§ BRIEF
This exercise asks for a copy of each line in the records below with the word "written" in it.

<<<<

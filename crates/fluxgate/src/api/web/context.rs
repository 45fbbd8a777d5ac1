use std::collections::HashMap;

use bytes::Bytes;
use fluxgate_sdk::{ServeError, WebContext};
use http::request::Parts;
use http::{HeaderMap, StatusCode};
use serde_json::Value;

/// [`WebContext`] implementation over a buffered axum request.
///
/// Everything is captured up front: the body is read once by the dispatch
/// handler, query/form pairs are pre-parsed, path parameters come from the
/// gateway's own pattern match. The written response stays buffered here
/// until the dispatch handler turns it into an axum response.
pub struct AxumWebContext {
    method: String,
    host: String,
    request_uri: String,
    path: String,
    headers: HeaderMap,
    body: Bytes,
    query: Vec<(String, String)>,
    path_params: HashMap<String, String>,
    form: Vec<(String, String)>,
    values: HashMap<String, Value>,
    response_headers: HeaderMap,
    written: Option<(StatusCode, Bytes)>,
}

impl AxumWebContext {
    #[must_use]
    pub fn new(parts: Parts, body: Bytes, path_params: HashMap<String, String>) -> Self {
        let host = parts
            .headers
            .get(http::header::HOST)
            .and_then(|v| v.to_str().ok())
            .map(str::to_string)
            .or_else(|| parts.uri.authority().map(|a| a.as_str().to_string()))
            .unwrap_or_default();
        let request_uri = parts
            .uri
            .path_and_query()
            .map_or_else(|| "/".to_string(), |pq| pq.as_str().to_string());
        let path = parts.uri.path().to_string();
        let query = parts
            .uri
            .query()
            .map(|q| {
                form_urlencoded::parse(q.as_bytes())
                    .map(|(k, v)| (k.into_owned(), v.into_owned()))
                    .collect()
            })
            .unwrap_or_default();
        let form = if is_form_content(&parts.headers) {
            form_urlencoded::parse(&body)
                .map(|(k, v)| (k.into_owned(), v.into_owned()))
                .collect()
        } else {
            Vec::new()
        };

        Self {
            method: parts.method.as_str().to_string(),
            host,
            request_uri,
            path,
            headers: parts.headers,
            body,
            query,
            path_params,
            form,
            values: HashMap::new(),
            response_headers: HeaderMap::new(),
            written: None,
        }
    }

    /// Response committed through the capability contract, with the headers
    /// accumulated alongside it. `None` when nothing was written.
    #[must_use]
    pub fn take_response(&mut self) -> Option<(StatusCode, HeaderMap, Bytes)> {
        let (status, body) = self.written.take()?;
        Some((status, std::mem::take(&mut self.response_headers), body))
    }
}

fn is_form_content(headers: &HeaderMap) -> bool {
    headers
        .get(http::header::CONTENT_TYPE)
        .and_then(|v| v.to_str().ok())
        .is_some_and(|ct| ct.starts_with("application/x-www-form-urlencoded"))
}

impl WebContext for AxumWebContext {
    fn as_any_mut(&mut self) -> &mut dyn std::any::Any {
        self
    }

    fn method(&self) -> &str {
        &self.method
    }

    fn host(&self) -> &str {
        &self.host
    }

    fn request_uri(&self) -> &str {
        &self.request_uri
    }

    fn request_path(&self) -> &str {
        &self.path
    }

    fn request_headers(&self) -> &HeaderMap {
        &self.headers
    }

    fn request_body(&self) -> Bytes {
        self.body.clone()
    }

    fn query_value(&self, name: &str) -> Option<String> {
        self.query
            .iter()
            .find(|(k, _)| k == name)
            .map(|(_, v)| v.clone())
    }

    fn path_value(&self, name: &str) -> Option<String> {
        self.path_params.get(name).cloned()
    }

    fn form_value(&self, name: &str) -> Option<String> {
        self.form
            .iter()
            .find(|(k, _)| k == name)
            .map(|(_, v)| v.clone())
    }

    fn cookie_value(&self, name: &str) -> Option<String> {
        let cookies = self.headers.get(http::header::COOKIE)?.to_str().ok()?;
        cookies.split(';').find_map(|pair| {
            let (k, v) = pair.trim().split_once('=')?;
            (k == name).then(|| v.to_string())
        })
    }

    fn set_value(&mut self, name: &str, value: Value) {
        self.values.insert(name.to_string(), value);
    }

    fn get_value(&self, name: &str) -> Option<Value> {
        self.values.get(name).cloned()
    }

    fn response_headers_mut(&mut self) -> &mut HeaderMap {
        &mut self.response_headers
    }

    fn response_write(&mut self, status: StatusCode, body: Bytes) -> Result<(), ServeError> {
        self.written = Some((status, body));
        Ok(())
    }
}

>>>>

§ RESULT FOR THIS EXERCISE
/// gateway's own pattern match. The written response stays buffered here
    written: Option<(StatusCode, Bytes)>,
            written: None,
    /// accumulated alongside it. `None` when nothing was written.
        let (status, body) = self.written.take()?;
        self.written = Some((status, body));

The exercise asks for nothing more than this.